### What is expected
For each record below, give an exact transcription.

[Start of Attachment]

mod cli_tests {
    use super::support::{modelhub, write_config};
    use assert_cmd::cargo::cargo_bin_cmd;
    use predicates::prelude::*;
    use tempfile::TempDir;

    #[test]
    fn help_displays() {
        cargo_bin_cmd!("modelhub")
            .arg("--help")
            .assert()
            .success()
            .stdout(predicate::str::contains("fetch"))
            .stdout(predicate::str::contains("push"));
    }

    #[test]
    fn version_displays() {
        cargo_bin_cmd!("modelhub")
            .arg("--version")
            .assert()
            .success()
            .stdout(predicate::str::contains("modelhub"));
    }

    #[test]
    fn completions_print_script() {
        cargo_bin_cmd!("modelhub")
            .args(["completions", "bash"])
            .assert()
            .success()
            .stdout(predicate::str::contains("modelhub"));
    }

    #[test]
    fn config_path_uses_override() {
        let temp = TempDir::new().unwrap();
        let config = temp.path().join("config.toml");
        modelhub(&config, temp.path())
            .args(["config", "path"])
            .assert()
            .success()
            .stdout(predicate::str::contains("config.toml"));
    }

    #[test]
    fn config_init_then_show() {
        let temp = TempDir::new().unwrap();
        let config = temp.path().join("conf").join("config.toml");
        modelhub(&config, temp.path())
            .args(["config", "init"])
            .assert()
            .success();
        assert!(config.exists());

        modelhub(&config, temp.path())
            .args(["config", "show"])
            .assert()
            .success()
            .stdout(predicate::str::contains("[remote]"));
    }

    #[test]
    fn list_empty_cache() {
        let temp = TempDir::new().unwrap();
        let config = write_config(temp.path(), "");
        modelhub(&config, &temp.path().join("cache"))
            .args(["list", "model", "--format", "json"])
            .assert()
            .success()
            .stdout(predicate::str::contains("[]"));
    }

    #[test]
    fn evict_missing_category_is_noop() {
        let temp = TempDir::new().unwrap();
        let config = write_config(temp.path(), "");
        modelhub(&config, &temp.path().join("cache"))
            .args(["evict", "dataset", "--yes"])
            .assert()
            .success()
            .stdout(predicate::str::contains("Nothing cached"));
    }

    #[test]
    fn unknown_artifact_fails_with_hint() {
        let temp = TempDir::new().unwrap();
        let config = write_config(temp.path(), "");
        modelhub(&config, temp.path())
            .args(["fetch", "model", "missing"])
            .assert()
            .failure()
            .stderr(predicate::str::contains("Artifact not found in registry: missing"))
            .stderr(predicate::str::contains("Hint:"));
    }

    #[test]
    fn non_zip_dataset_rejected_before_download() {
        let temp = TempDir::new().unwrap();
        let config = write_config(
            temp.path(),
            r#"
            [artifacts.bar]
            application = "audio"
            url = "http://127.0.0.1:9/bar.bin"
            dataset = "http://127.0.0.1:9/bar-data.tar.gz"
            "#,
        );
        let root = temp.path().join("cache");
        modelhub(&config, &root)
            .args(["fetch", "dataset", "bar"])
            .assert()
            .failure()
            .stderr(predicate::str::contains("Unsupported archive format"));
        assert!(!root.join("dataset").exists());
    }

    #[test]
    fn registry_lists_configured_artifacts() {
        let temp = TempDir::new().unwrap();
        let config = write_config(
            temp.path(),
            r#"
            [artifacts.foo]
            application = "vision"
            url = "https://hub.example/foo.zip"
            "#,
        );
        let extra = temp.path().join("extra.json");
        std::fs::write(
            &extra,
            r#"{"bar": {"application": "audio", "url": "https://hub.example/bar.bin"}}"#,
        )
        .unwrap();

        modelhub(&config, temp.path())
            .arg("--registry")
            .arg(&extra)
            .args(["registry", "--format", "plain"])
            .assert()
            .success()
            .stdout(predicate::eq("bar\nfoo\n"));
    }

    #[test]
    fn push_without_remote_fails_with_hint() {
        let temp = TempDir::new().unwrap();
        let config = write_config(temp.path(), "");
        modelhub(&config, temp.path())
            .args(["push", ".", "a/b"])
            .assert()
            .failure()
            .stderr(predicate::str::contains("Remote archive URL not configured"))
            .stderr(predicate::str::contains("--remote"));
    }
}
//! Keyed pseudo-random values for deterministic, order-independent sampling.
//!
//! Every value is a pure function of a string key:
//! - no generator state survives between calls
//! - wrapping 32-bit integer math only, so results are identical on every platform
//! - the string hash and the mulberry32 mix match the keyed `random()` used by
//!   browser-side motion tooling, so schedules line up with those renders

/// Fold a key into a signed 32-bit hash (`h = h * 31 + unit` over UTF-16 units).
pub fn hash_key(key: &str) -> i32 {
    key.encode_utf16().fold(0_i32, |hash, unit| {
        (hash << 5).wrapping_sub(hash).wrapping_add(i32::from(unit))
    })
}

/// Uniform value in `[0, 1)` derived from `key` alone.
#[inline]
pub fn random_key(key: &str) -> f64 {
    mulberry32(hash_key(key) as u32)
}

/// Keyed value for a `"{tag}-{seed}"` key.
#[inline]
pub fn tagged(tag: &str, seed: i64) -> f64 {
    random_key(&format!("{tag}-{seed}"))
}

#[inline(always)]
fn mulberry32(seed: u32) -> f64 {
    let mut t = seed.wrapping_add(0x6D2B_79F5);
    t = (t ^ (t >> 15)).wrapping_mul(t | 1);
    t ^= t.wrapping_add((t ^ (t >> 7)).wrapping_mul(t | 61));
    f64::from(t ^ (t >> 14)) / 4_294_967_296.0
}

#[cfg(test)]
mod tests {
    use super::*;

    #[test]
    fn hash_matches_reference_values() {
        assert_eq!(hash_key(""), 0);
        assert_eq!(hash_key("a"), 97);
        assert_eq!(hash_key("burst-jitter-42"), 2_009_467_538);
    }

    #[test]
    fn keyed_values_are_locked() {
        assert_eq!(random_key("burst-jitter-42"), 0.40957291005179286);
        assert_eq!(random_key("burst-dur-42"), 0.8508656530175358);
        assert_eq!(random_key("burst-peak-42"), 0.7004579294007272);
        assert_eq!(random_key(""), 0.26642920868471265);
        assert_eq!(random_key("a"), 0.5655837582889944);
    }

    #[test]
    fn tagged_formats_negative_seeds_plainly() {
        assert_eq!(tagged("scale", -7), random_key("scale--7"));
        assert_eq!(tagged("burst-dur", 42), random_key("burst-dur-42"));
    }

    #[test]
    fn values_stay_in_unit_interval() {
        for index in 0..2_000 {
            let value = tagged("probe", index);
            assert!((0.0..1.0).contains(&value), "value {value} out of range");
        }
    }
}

[End of Attachment]

### Result for this exercise
mod cli_tests {
    use super::support::{modelhub, write_config};
    use assert_cmd::cargo::cargo_bin_cmd;
    use predicates::prelude::*;
    use tempfile::TempDir;

    #[test]
    fn help_displays() {
        cargo_bin_cmd!("modelhub")
            .arg("--help")
            .assert()
            .success()
            .stdout(predicate::str::contains("fetch"))
            .stdout(predicate::str::contains("push"));
    }

    #[test]
    fn version_displays() {
        cargo_bin_cmd!("modelhub")
            .arg("--version")
            .assert()
            .success()
            .stdout(predicate::str::contains("modelhub"));
    }

    #[test]
    fn completions_print_script() {
        cargo_bin_cmd!("modelhub")
            .args(["completions", "bash"])
            .assert()
            .success()
            .stdout(predicate::str::contains("modelhub"));
    }

    #[test]
    fn config_path_uses_override() {
        let temp = TempDir::new().unwrap();
        let config = temp.path().join("config.toml");
        modelhub(&config, temp.path())
            .args(["config", "path"])
            .assert()
            .success()
            .stdout(predicate::str::contains("config.toml"));
    }

    #[test]
    fn config_init_then_show() {
        let temp = TempDir::new().unwrap();
        let config = temp.path().join("conf").join("config.toml");
        modelhub(&config, temp.path())
            .args(["config", "init"])
            .assert()
            .success();
        assert!(config.exists());

        modelhub(&config, temp.path())
            .args(["config", "show"])
            .assert()
            .success()
            .stdout(predicate::str::contains("[remote]"));
    }

    #[test]
    fn list_empty_cache() {
        let temp = TempDir::new().unwrap();
        let config = write_config(temp.path(), "");
        modelhub(&config, &temp.path().join("cache"))
            .args(["list", "model", "--format", "json"])
            .assert()
            .success()
            .stdout(predicate::str::contains("[]"));
    }

    #[test]
    fn evict_missing_category_is_noop() {
        let temp = TempDir::new().unwrap();
        let config = write_config(temp.path(), "");
        modelhub(&config, &temp.path().join("cache"))
            .args(["evict", "dataset", "--yes"])
            .assert()
            .success()
            .stdout(predicate::str::contains("Nothing cached"));
    }

    #[test]
    fn unknown_artifact_fails_with_hint() {
        let temp = TempDir::new().unwrap();
        let config = write_config(temp.path(), "");
        modelhub(&config, temp.path())
            .args(["fetch", "model", "missing"])
            .assert()
            .failure()
            .stderr(predicate::str::contains("Artifact not found in registry: missing"))
            .stderr(predicate::str::contains("Hint:"));
    }

    #[test]
    fn non_zip_dataset_rejected_before_download() {
        let temp = TempDir::new().unwrap();
        let config = write_config(
            temp.path(),
            r#"
            [artifacts.bar]
            application = "audio"
            url = "http://127.0.0.1:9/bar.bin"
            dataset = "http://127.0.0.1:9/bar-data.tar.gz"
            "#,
        );
        let root = temp.path().join("cache");
        modelhub(&config, &root)
            .args(["fetch", "dataset", "bar"])
            .assert()
            .failure()
            .stderr(predicate::str::contains("Unsupported archive format"));
        assert!(!root.join("dataset").exists());
    }

    #[test]
    fn registry_lists_configured_artifacts() {
        let temp = TempDir::new().unwrap();
        let config = write_config(
            temp.path(),
            r#"
            [artifacts.foo]
            application = "vision"
            url = "https://hub.example/foo.zip"
            "#,
        );
        let extra = temp.path().join("extra.json");
        std::fs::write(
            &extra,
            r#"{"bar": {"application": "audio", "url": "https://hub.example/bar.bin"}}"#,
        )
        .unwrap();

        modelhub(&config, temp.path())
            .arg("--registry")
            .arg(&extra)
            .args(["registry", "--format", "plain"])
            .assert()
            .success()
            .stdout(predicate::eq("bar\nfoo\n"));
    }

    #[test]
    fn push_without_remote_fails_with_hint() {
        let temp = TempDir::new().unwrap();
        let config = write_config(temp.path(), "");
        modelhub(&config, temp.path())
            .args(["push", ".", "a/b"])
            .assert()
            .failure()
            .stderr(predicate::str::contains("Remote archive URL not configured"))
            .stderr(predicate::str::contains("--remote"));
    }
}
//! Keyed pseudo-random values for deterministic, order-independent sampling.
//!
//! Every value is a pure function of a string key:
//! - no generator state survives between calls
//! - wrapping 32-bit integer math only, so results are identical on every platform
//! - the string hash and the mulberry32 mix match the keyed `random()` used by
//!   browser-side motion tooling, so schedules line up with those renders

/// Fold a key into a signed 32-bit hash (`h = h * 31 + unit` over UTF-16 units).
pub fn hash_key(key: &str) -> i32 {
    key.encode_utf16().fold(0_i32, |hash, unit| {
        (hash << 5).wrapping_sub(hash).wrapping_add(i32::from(unit))
    })
}

/// Uniform value in `[0, 1)` derived from `key` alone.
#[inline]
pub fn random_key(key: &str) -> f64 {
    mulberry32(hash_key(key) as u32)
}

/// Keyed value for a `"{tag}-{seed}"` key.
#[inline]
pub fn tagged(tag: &str, seed: i64) -> f64 {
    random_key(&format!("{tag}-{seed}"))
}

#[inline(always)]
fn mulberry32(seed: u32) -> f64 {
    let mut t = seed.wrapping_add(0x6D2B_79F5);
    t = (t ^ (t >> 15)).wrapping_mul(t | 1);
    t ^= t.wrapping_add((t ^ (t >> 7)).wrapping_mul(t | 61));
    f64::from(t ^ (t >> 14)) / 4_294_967_296.0
}

#[cfg(test)]
mod tests {
    use super::*;

    #[test]
    fn hash_matches_reference_values() {
        assert_eq!(hash_key(""), 0);
        assert_eq!(hash_key("a"), 97);
        assert_eq!(hash_key("burst-jitter-42"), 2_009_467_538);
    }

    #[test]
    fn keyed_values_are_locked() {
        assert_eq!(random_key("burst-jitter-42"), 0.40957291005179286);
        assert_eq!(random_key("burst-dur-42"), 0.8508656530175358);
        assert_eq!(random_key("burst-peak-42"), 0.7004579294007272);
        assert_eq!(random_key(""), 0.26642920868471265);
        assert_eq!(random_key("a"), 0.5655837582889944);
    }

    #[test]
    fn tagged_formats_negative_seeds_plainly() {
        assert_eq!(tagged("scale", -7), random_key("scale--7"));
        assert_eq!(tagged("burst-dur", 42), random_key("burst-dur-42"));
    }

    #[test]
    fn values_stay_in_unit_interval() {
        for index in 0..2_000 {
            let value = tagged("probe", index);
            assert!((0.0..1.0).contains(&value), "value {value} out of range");
        }
    }
}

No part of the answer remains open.